Y Vattimo decía: si Heidegger leyera esto, me lo negaría. Pero uno puede hacer una lectura en ese sentido, en el marco de la trama en que uno pone esos conceptos. Yo recorto, y a partir de eso se van armando conceptos nuevos que me parecen fascinantes. Además, me interesa mucho el cruce, la hibridación con otros géneros como la literatura y la religión. Platón es un autor que siempre que leo me dice algo nuevo; me encanta Nietzsche, por supuesto, y lo siento un autor totalmente extemporáneo. Toda la tradición biopolítica me interesa, la iniciada por Foucault y toda la línea italiana: Giorgio Agamben, Roberto Esposito. Hay un texto de Agamben que se llama “Qué es lo contemporáneo”: va a Nietzsche, va a Pablo de Tarso -San Pablo, que es el fundador del cristianismo- pero hoy tenés a Agamben, a Alain Badiou y a Zizek leyendo a San Pablo, escindiéndolo de su contexto histórico y tomando textos suyos para pensar, hoy, formas alternativas a la globalización. Me gusta ese pastiche que cruza lo histórico, los géneros. De todos los autores, si tuviera que decir “me caso”, es con Derrida. Porque me parece que tiene una ternura muy difícil de encontrar en la filosofía. Además de buscar en lo imprevisible, de buscar lo no pensado todavía, de buscar ese abismo, al mismo tiempo está buscando lo más simple de estados de ánimo corporales elementales como la ternura, la dulzura. Habla de las lágrimas, de las caricias, de los animales. En El animal que luego estoy si(gui)endo [en francés, L’Animal que donc je suis, título que juega con el “je pense, donc je suis” -“pienso, luego existo”- de Descartes], Derrida sale de bañarse y el gato lo está mirando, o sea, escribe 200 páginas a partir de algo que lo conmueve, que es su gato mirándolo. Esa ternura recupera la ingenuidad de la filosofía. Es como que cada vez cuesta más que alguien te saque de tus lugares más conocidos, y me parece que esos tipos todavía hacen eso.
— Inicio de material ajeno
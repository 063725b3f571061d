pub mod error;
pub mod ownership;
pub mod product_mutation;
pub mod product_query;

pub use error::ServiceError;
pub use ownership::OwnershipGuard;
pub use product_mutation::ProductMutationService;
pub use product_query::{ListRequest, ProductQueryService};

use crate::config::PaginationConfig;
use crate::database::DynProductRepository;

/// Product services wired over one shared repository handle
#[derive(Clone)]
pub struct ProductServices {
    pub queries: ProductQueryService,
    pub mutations: ProductMutationService,
}

impl ProductServices {
    pub fn new(repo: DynProductRepository, pagination: PaginationConfig) -> Self {
        let queries = ProductQueryService::new(repo.clone(), pagination);
        let guard = OwnershipGuard::new(queries.clone());
        let mutations = ProductMutationService::new(repo, guard);
        Self { queries, mutations }
    }
}
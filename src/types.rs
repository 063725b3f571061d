/// Shared types used across the codebase

use serde::{Deserialize, Serialize};

pub const DEFAULT_PAGE: i64 = 1;
pub const DEFAULT_PAGE_SIZE: i64 = 10;

/// A normalized pagination window. Construct through [`PageRequest::normalize`]
/// so that every listing entry point applies the same defaults.
#[derive(Debug, Clone, Copy, PartialEq, Eq, Serialize, Deserialize)]
pub struct PageRequest {
    pub page: i64,
    pub page_size: i64,
}

impl PageRequest {
    /// Non-positive or missing values fall back to page 1 and `default_page_size`.
    /// `max_page_size`, when set, caps oversized requests.
    pub fn normalize(
        page: Option<i64>,
        page_size: Option<i64>,
        default_page_size: i64,
        max_page_size: Option<i64>,
    ) -> Self {
        let page = match page {
            Some(p) if p >= 1 => p,
            _ => DEFAULT_PAGE,
        };

        let default_page_size = if default_page_size >= 1 { default_page_size } else { DEFAULT_PAGE_SIZE };
        let mut page_size = match page_size {
            Some(s) if s >= 1 => s,
            _ => default_page_size,
        };

        if let Some(max) = max_page_size.filter(|m| *m >= 1) {
            if page_size > max {
                tracing::debug!("Page size {} exceeds max {}, capping to max", page_size, max);
                page_size = max;
            }
        }

        Self { page, page_size }
    }

    pub fn limit(&self) -> i64 {
        self.page_size
    }

    pub fn offset(&self) -> i64 {
        self.page_size.saturating_mul(self.page - 1)
    }
}

impl Default for PageRequest {
    fn default() -> Self {
        Self { page: DEFAULT_PAGE, page_size: DEFAULT_PAGE_SIZE }
    }
}

/// Pagination metadata returned alongside every listing
#[derive(Debug, Clone, Default, PartialEq, Eq, Serialize, Deserialize)]
pub struct Meta {
    pub total_data: i64,
    pub total_pages: i64,
    pub page: i64,
    pub page_size: i64,
}

impl Meta {
    pub fn new(page: PageRequest, total_data: i64) -> Self {
        Self {
            total_data,
            total_pages: Self::count_total_pages(page.page, page.page_size, total_data),
            page: page.page,
            page_size: page.page_size,
        }
    }

    /// ceil(total_rows / page_size); zero rows means zero pages.
    pub fn count_total_pages(_page: i64, page_size: i64, total_rows: i64) -> i64 {
        if total_rows <= 0 || page_size <= 0 {
            return 0;
        }
        total_rows / page_size + i64::from(total_rows % page_size != 0)
    }
}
Hacés énfasis en esa filosofía de la deconstrucción, de la duda, de lo incierto, con referentes como Vattimo, Esposito o Derrida, y sin embargo sos un pensador con un compromiso político. ¿Cómo articulás las dos cosas? Porque es muy común que gente que toma partido por este tipo de autores prefiera abstenerse de la política más doméstica o de compromisos más estables...
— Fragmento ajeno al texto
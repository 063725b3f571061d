pub mod types;
pub mod filter;
pub mod filter_where;
pub mod error;

pub use types::*;
pub use filter::FilterParams;
pub use filter_where::{rebind, FilterWhere};
pub use error::FilterError;
use thiserror::Error;

#[derive(Error, Debug, Clone, PartialEq, Eq)]
pub enum FilterError {
    #[error("Invalid category id: {0}")]
    InvalidCategoryId(String),
}

impl FilterError {
    /// Wire name of the query parameter that carried the bad value
    pub fn field(&self) -> &'static str {
        match self {
            FilterError::InvalidCategoryId(_) => "category_ids",
        }
    }
}
use std::time::Instant;

use sqlx::{self, postgres::PgArguments, FromRow, PgPool};

use crate::config::DatabaseConfig;
use crate::database::manager::DatabaseError;
use crate::filter::{rebind, SqlParam, SqlResult};

/// A SELECT assembled from a fixed projection and a generated WHERE body,
/// rebound to Postgres placeholders.
pub struct QueryBuilder<T> {
    sql: String,
    params: Vec<SqlParam>,
    _phantom: std::marker::PhantomData<T>,
}

impl<T> QueryBuilder<T>
where
    T: for<'r> FromRow<'r, sqlx::postgres::PgRow> + Send + Unpin,
{
    pub fn new(projection: &str, filter: SqlResult) -> Self {
        let sql = rebind(&format!("{} WHERE {}", projection.trim_end(), filter.query));
        Self {
            sql,
            params: filter.params,
            _phantom: std::marker::PhantomData,
        }
    }

    pub fn sql(&self) -> &str {
        &self.sql
    }

    pub fn params(&self) -> &[SqlParam] {
        &self.params
    }

    pub async fn select_all(&self, pool: &PgPool) -> Result<Vec<T>, DatabaseError> {
        let mut q = sqlx::query_as::<_, T>(&self.sql);
        for p in self.params.iter() {
            q = bind_param_query_as(q, p);
        }
        let rows = q.fetch_all(pool).await?;
        Ok(rows)
    }
}

pub fn bind_param_query_as<'q, O>(
    q: sqlx::query::QueryAs<'q, sqlx::Postgres, O, PgArguments>,
    v: &'q SqlParam,
) -> sqlx::query::QueryAs<'q, sqlx::Postgres, O, PgArguments>
where
    O: for<'r> FromRow<'r, sqlx::postgres::PgRow>,
{
    match v {
        SqlParam::Uuid(id) => q.bind(*id),
        SqlParam::Int(i) => q.bind(*i),
        SqlParam::Text(s) => q.bind(s.as_str()),
    }
}

/// Query logging driven by [`DatabaseConfig`]: SQL text at debug level and
/// a warning for anything slower than the configured threshold.
#[derive(Debug, Clone)]
pub struct QueryLog {
    enable_query_logging: bool,
    enable_slow_query_warning: bool,
    slow_query_threshold_ms: u64,
}

impl QueryLog {
    pub fn new(config: &DatabaseConfig) -> Self {
        Self {
            enable_query_logging: config.enable_query_logging,
            enable_slow_query_warning: config.enable_slow_query_warning,
            slow_query_threshold_ms: config.slow_query_threshold_ms,
        }
    }

    pub fn statement(&self, label: &str, sql: &str, params: &[SqlParam]) {
        if self.enable_query_logging {
            tracing::debug!("{} - sql: {} params: {:?}", label, sql, params);
        }
    }

    pub fn finished(&self, label: &str, started: Instant) {
        if !self.enable_slow_query_warning {
            return;
        }
        let elapsed = started.elapsed();
        if elapsed.as_millis() >= u128::from(self.slow_query_threshold_ms) {
            tracing::warn!("{} - slow query took {}ms (threshold {}ms)", label, elapsed.as_millis(), self.slow_query_threshold_ms);
        }
    }
}
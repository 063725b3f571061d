use axum::{
    http::StatusCode,
    response::{IntoResponse, Json, Response},
};
use serde::Serialize;
use serde_json::json;

/// Wrapper for API responses that adds the success envelope
#[derive(Debug)]
pub struct ApiResponse<T: Serialize> {
    pub data: T,
    pub status_code: Option<StatusCode>,
}

impl<T: Serialize> ApiResponse<T> {
    /// 200 OK
    pub fn success(data: T) -> Self {
        Self {
            data,
            status_code: None,
        }
    }

    pub fn with_status(data: T, status_code: StatusCode) -> Self {
        Self {
            data,
            status_code: Some(status_code),
        }
    }

    /// 201 Created
    pub fn created(data: T) -> Self {
        Self::with_status(data, StatusCode::CREATED)
    }
}

impl<T: Serialize> IntoResponse for ApiResponse<T> {
    fn into_response(self) -> Response {
        let status = self.status_code.unwrap_or(StatusCode::OK);

        let data_value = match serde_json::to_value(&self.data) {
            Ok(value) => value,
            Err(e) => {
                tracing::error!("Failed to serialize response data: {}", e);
                return (
                    StatusCode::INTERNAL_SERVER_ERROR,
                    Json(json!({
                        "error": true,
                        "message": "Failed to serialize response data",
                        "code": "INTERNAL_SERVER_ERROR"
                    })),
                )
                    .into_response();
            }
        };

        let envelope = json!({
            "success": true,
            "data": data_value
        });

        (status, Json(envelope)).into_response()
    }
}

pub type ApiResult<T> = Result<ApiResponse<T>, crate::error::ApiError>;
//! In-memory storage for service and handler tests. Mirrors the predicates
//! of the Postgres repository so listing semantics can be checked without a
//! database.

use std::collections::HashMap;
use std::sync::atomic::{AtomicBool, AtomicUsize, Ordering};
use std::sync::{Arc, Mutex};

use async_trait::async_trait;
use chrono::{DateTime, Utc};
use uuid::Uuid;

use crate::config::PaginationConfig;
use crate::database::models::{
    CategoryRef, NewProduct, ProductChanges, ProductDetail, ProductItem, ProductOwnership,
};
use crate::database::{DatabaseError, DynProductRepository, ProductPage, ProductRepository};
use crate::filter::ProductFilter;
use crate::services::ProductServices;
use crate::types::PageRequest;

/// Full product row as the in-memory tables store it
#[derive(Debug, Clone)]
pub struct Product {
    pub id: Uuid,
    pub shop_id: Uuid,
    pub category_id: Option<Uuid>,
    pub name: String,
    pub description: String,
    pub price: i64,
    pub stock: i32,
    pub created_at: DateTime<Utc>,
    pub updated_at: DateTime<Utc>,
    pub deleted_at: Option<DateTime<Utc>>,
}

#[derive(Debug, Clone)]
struct ShopRow {
    user_id: Uuid,
    deleted: bool,
}

#[derive(Default)]
struct Tables {
    shops: HashMap<Uuid, ShopRow>,
    categories: HashMap<Uuid, String>,
    // insertion order; listings return newest first
    products: Vec<Product>,
}

#[derive(Default)]
pub struct InMemoryProductRepository {
    tables: Mutex<Tables>,
    fail: AtomicBool,
    ownership_lookups: AtomicUsize,
}

impl InMemoryProductRepository {
    pub fn new() -> Arc<Self> {
        Arc::new(Self::default())
    }

    pub fn add_shop(&self, user_id: Uuid) -> Uuid {
        let id = Uuid::new_v4();
        self.lock().shops.insert(id, ShopRow { user_id, deleted: false });
        id
    }

    pub fn delete_shop(&self, shop_id: Uuid) {
        if let Some(shop) = self.lock().shops.get_mut(&shop_id) {
            shop.deleted = true;
        }
    }

    pub fn transfer_shop(&self, shop_id: Uuid, user_id: Uuid) {
        if let Some(shop) = self.lock().shops.get_mut(&shop_id) {
            shop.user_id = user_id;
        }
    }

    pub fn add_category(&self, name: &str) -> Uuid {
        let id = Uuid::new_v4();
        self.lock().categories.insert(id, name.to_string());
        id
    }

    pub fn remove_category(&self, category_id: Uuid) {
        self.lock().categories.remove(&category_id);
    }

    /// Seeds a product directly, bypassing validation
    pub fn add_product(&self, shop_id: Uuid, category_id: Option<Uuid>, name: &str, description: &str, price: i64, stock: i32) -> Uuid {
        let id = Uuid::new_v4();
        let now = Utc::now();
        self.lock().products.push(Product {
            id,
            shop_id,
            category_id,
            name: name.to_string(),
            description: description.to_string(),
            price,
            stock,
            created_at: now,
            updated_at: now,
            deleted_at: None,
        });
        id
    }

    pub fn product(&self, id: Uuid) -> Option<Product> {
        self.lock().products.iter().find(|p| p.id == id).cloned()
    }

    /// Makes every following call fail with a storage error
    pub fn fail_with_storage_error(&self, fail: bool) {
        self.fail.store(fail, Ordering::SeqCst);
    }

    pub fn ownership_lookups(&self) -> usize {
        self.ownership_lookups.load(Ordering::SeqCst)
    }

    fn lock(&self) -> std::sync::MutexGuard<'_, Tables> {
        self.tables.lock().unwrap_or_else(|poisoned| poisoned.into_inner())
    }

    fn check(&self) -> Result<(), DatabaseError> {
        if self.fail.load(Ordering::SeqCst) {
            return Err(DatabaseError::Sqlx(sqlx::Error::PoolTimedOut));
        }
        Ok(())
    }

    fn matches(product: &Product, shop_id: Option<Uuid>, filter: &ProductFilter) -> bool {
        if product.deleted_at.is_some() {
            return false;
        }
        if let Some(shop_id) = shop_id {
            if product.shop_id != shop_id {
                return false;
            }
        }
        if !filter.category_ids.is_empty() {
            match product.category_id {
                Some(c) if filter.category_ids.contains(&c) => {}
                _ => return false,
            }
        }
        let min = filter.min_price_or_zero();
        if min > 0 && product.price < min {
            return false;
        }
        if let Some(max) = filter.max_price {
            if max > min && !(min..=max).contains(&product.price) {
                return false;
            }
        }
        if let Some(keyword) = filter.keyword() {
            let pattern = format!("%{}%", keyword);
            if !ilike(&product.name, &pattern) && !ilike(&product.description, &pattern) {
                return false;
            }
        }
        true
    }

    fn owns(tables: &Tables, product: &Product, owner_id: Uuid) -> bool {
        product.deleted_at.is_none()
            && tables
                .shops
                .get(&product.shop_id)
                .map(|s| !s.deleted && s.user_id == owner_id)
                .unwrap_or(false)
    }

    fn check_references(tables: &Tables, shop_id: Option<Uuid>, category_id: Uuid) -> Result<(), DatabaseError> {
        if let Some(shop_id) = shop_id {
            if !tables.shops.contains_key(&shop_id) {
                return Err(DatabaseError::ForeignKeyViolation("products_shop_id_fkey".to_string()));
            }
        }
        if !tables.categories.contains_key(&category_id) {
            return Err(DatabaseError::ForeignKeyViolation("products_category_id_fkey".to_string()));
        }
        Ok(())
    }
}

#[async_trait]
impl ProductRepository for InMemoryProductRepository {
    async fn list_products(
        &self,
        shop_id: Option<Uuid>,
        filter: &ProductFilter,
        page: PageRequest,
    ) -> Result<ProductPage, DatabaseError> {
        self.check()?;
        let tables = self.lock();
        let matched: Vec<&Product> = tables
            .products
            .iter()
            .rev()
            .filter(|p| Self::matches(p, shop_id, filter))
            .collect();

        let items = matched
            .iter()
            .skip(page.offset() as usize)
            .take(page.limit() as usize)
            .map(|p| ProductItem { id: p.id, name: p.name.clone(), price: p.price, stock: p.stock })
            .collect::<Vec<_>>();

        // the window count is only observable through a returned row
        let total_data = if items.is_empty() { 0 } else { matched.len() as i64 };
        Ok(ProductPage { items, total_data })
    }

    async fn find_product(&self, id: Uuid) -> Result<Option<ProductDetail>, DatabaseError> {
        self.check()?;
        let tables = self.lock();
        Ok(tables
            .products
            .iter()
            .find(|p| p.id == id && p.deleted_at.is_none())
            .map(|p| ProductDetail {
                id: p.id,
                shop_id: p.shop_id,
                name: p.name.clone(),
                description: p.description.clone(),
                price: p.price,
                stock: p.stock,
                category: CategoryRef {
                    id: p.category_id,
                    name: p.category_id.and_then(|c| tables.categories.get(&c).cloned()),
                },
            }))
    }

    async fn find_ownership(&self, id: Uuid) -> Result<Option<ProductOwnership>, DatabaseError> {
        self.ownership_lookups.fetch_add(1, Ordering::SeqCst);
        self.check()?;
        let tables = self.lock();
        let product = match tables.products.iter().find(|p| p.id == id && p.deleted_at.is_none()) {
            Some(p) => p,
            None => return Ok(None),
        };
        Ok(tables
            .shops
            .get(&product.shop_id)
            .filter(|s| !s.deleted)
            .map(|s| ProductOwnership { id: product.id, shop_id: product.shop_id, user_id: s.user_id }))
    }

    async fn insert_product(&self, product: &NewProduct) -> Result<Uuid, DatabaseError> {
        self.check()?;
        {
            let tables = self.lock();
            Self::check_references(&tables, Some(product.shop_id), product.category_id)?;
        }
        Ok(self.add_product(
            product.shop_id,
            Some(product.category_id),
            &product.name,
            &product.description,
            product.price,
            product.stock,
        ))
    }

    async fn update_product(
        &self,
        id: Uuid,
        owner_id: Uuid,
        changes: &ProductChanges,
    ) -> Result<Option<Uuid>, DatabaseError> {
        self.check()?;
        let mut tables = self.lock();
        Self::check_references(&tables, None, changes.category_id)?;

        let owned = match tables.products.iter().find(|p| p.id == id) {
            Some(p) => Self::owns(&tables, p, owner_id),
            None => false,
        };
        if !owned {
            return Ok(None);
        }

        let product = tables.products.iter_mut().find(|p| p.id == id);
        Ok(product.map(|p| {
            p.name = changes.name.clone();
            p.description = changes.description.clone();
            p.price = changes.price;
            p.stock = changes.stock;
            p.category_id = Some(changes.category_id);
            p.updated_at = Utc::now();
            p.id
        }))
    }

    async fn soft_delete_product(&self, id: Uuid, owner_id: Uuid) -> Result<u64, DatabaseError> {
        self.check()?;
        let mut tables = self.lock();
        let owned = match tables.products.iter().find(|p| p.id == id) {
            Some(p) => Self::owns(&tables, p, owner_id),
            None => false,
        };
        if !owned {
            return Ok(0);
        }
        match tables.products.iter_mut().find(|p| p.id == id) {
            Some(p) => {
                p.deleted_at = Some(Utc::now());
                Ok(1)
            }
            None => Ok(0),
        }
    }

    async fn purge_deleted_products(&self) -> Result<u64, DatabaseError> {
        self.check()?;
        let mut tables = self.lock();
        let before = tables.products.len();
        tables.products.retain(|p| p.deleted_at.is_none());
        Ok((before - tables.products.len()) as u64)
    }
}

#[derive(Debug, Clone, Copy, PartialEq)]
enum LikeToken {
    Many,
    One,
    Char(char),
}

/// Case-insensitive LIKE match: `%` is any run, `_` is one character,
/// backslash escapes the next character.
fn ilike(value: &str, pattern: &str) -> bool {
    let mut tokens = vec![];
    let mut chars = pattern.chars().flat_map(char::to_lowercase);
    while let Some(c) = chars.next() {
        tokens.push(match c {
            '%' => LikeToken::Many,
            '_' => LikeToken::One,
            '\\' => match chars.next() {
                Some(escaped) => LikeToken::Char(escaped),
                None => LikeToken::Char('\\'),
            },
            other => LikeToken::Char(other),
        });
    }
    let text: Vec<char> = value.chars().flat_map(char::to_lowercase).collect();

    // greedy match with backtracking to the last `%`
    let (mut t, mut p) = (0, 0);
    let mut resume: Option<(usize, usize)> = None;
    while t < text.len() {
        match tokens.get(p) {
            Some(LikeToken::Many) => {
                resume = Some((p, t));
                p += 1;
            }
            Some(LikeToken::One) => {
                t += 1;
                p += 1;
            }
            Some(LikeToken::Char(c)) if *c == text[t] => {
                t += 1;
                p += 1;
            }
            _ => match resume {
                Some((star, from)) => {
                    p = star + 1;
                    t = from + 1;
                    resume = Some((star, from + 1));
                }
                None => return false,
            },
        }
    }
    tokens[p..].iter().all(|token| *token == LikeToken::Many)
}

/// Services wired over a fresh in-memory repository
pub fn services() -> (Arc<InMemoryProductRepository>, ProductServices) {
    let repo = InMemoryProductRepository::new();
    let dyn_repo: DynProductRepository = repo.clone();
    let pagination = PaginationConfig { default_page_size: 10, max_page_size: Some(100) };
    (repo, ProductServices::new(dyn_repo, pagination))
}

#[cfg(test)]
mod tests {
    use super::*;

    #[test]
    fn ilike_follows_postgres_wildcards() {
        assert!(ilike("Blue Pen", "%pen%"));
        assert!(ilike("Pen", "%p_n%"));
        assert!(ilike("100% cotton", "%0\\%%"));
        assert!(!ilike("100 cotton", "%0\\%%"));
        assert!(ilike("a_b", "%\\_%"));
        assert!(!ilike("ab", "%\\_%"));
        assert!(ilike("anything", "%%"));
        assert!(!ilike("Marker", "%pen%"));
    }

    #[tokio::test]
    async fn keyword_wildcards_match_like_postgres() {
        let (repo, services) = services();
        let shop = repo.add_shop(Uuid::new_v4());
        repo.add_product(shop, None, "Pen", "blue", 100, 1);
        repo.add_product(shop, None, "Pan", "steel", 100, 1);
        repo.add_product(shop, None, "Pencil", "grey", 100, 1);

        let filter = ProductFilter { keyword: Some("p_n".to_string()), ..Default::default() };
        let list = services
            .queries
            .list(crate::services::ListRequest { filter, ..Default::default() })
            .await
            .unwrap();
        assert_eq!(list.meta.total_data, 3);
    }
}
-No sé si es tan así eso. Yo creo que obviamente hay una política tradicional en crisis, y esos autores me dan las llaves conceptuales para pensar esa crisis, ante la cual ha surgido con mucha fuerza, en los últimos años, la antipolítica: los que vemos a la antipolítica como una forma política maquillada estamos buscando una alternativa. Esposito tiene un libro que se llama, en algunas ediciones, Diez pensamientos sobre la política, en el que, del mismo modo en que Derrida aplicó la deconstrucción a la filosofía, él la aplica a la política, y es fascinante lo que abre en ese mundo donde los conceptos políticos tradicionales empiezan a sucumbir y a mostrar sus contradicciones. Él lo hace con la democracia, con la política misma, con el mal. Sobre todo, Esposito se pelea con la idea de relacionar el poder con el bien. La política es poder; entonces, desconfíen siempre del que hace política en nombre del bien. Mi primera definición política tiene que ver con eso. Luego, a lo largo de diferentes contextos histórico-políticos, coyunturales, vos te vas sintiendo más cercano o más opositor a ciertas propuestas. Dentro de lo que es la realidad política argentina, obviamente hay modelos muy distintos, y me queda muy claro qué tipo de modelo para Argentina no tiene que ver conmigo. Ese posicionamiento me lleva a estar siempre cerca de aquellos lugares en los que se intenta construir una Argentina más justa, más democrática, más popular. Si llevás a fondo tu fundamentación filosófica frente a propuestas de gobernabilidad históricamente concretas, vas a tener miles de contradicciones; yo esas contradicciones las vivo, las padezco y hasta las trabajo. El día que me sienta 100% cómodo con alguna propuesta política me revisaré fuertemente. Pero, por lo menos hasta ahora, entiendo con claridad qué modelo de país está en las antípodas de lo que es mi sensibilidad para con el otro. Una sociedad que le dé prioridad al mercado sobre el Estado no tiene que ver conmigo. No soy un fundamentalista de ninguna posición, y menos un personalista en política. Eso es difícil, en una Argentina donde, por la experiencia del peronismo, los proyectos están muy puestos en personas que los representan, pero yo sigo eligiendo los proyectos, no a las personas. Creo en una sociedad politizada.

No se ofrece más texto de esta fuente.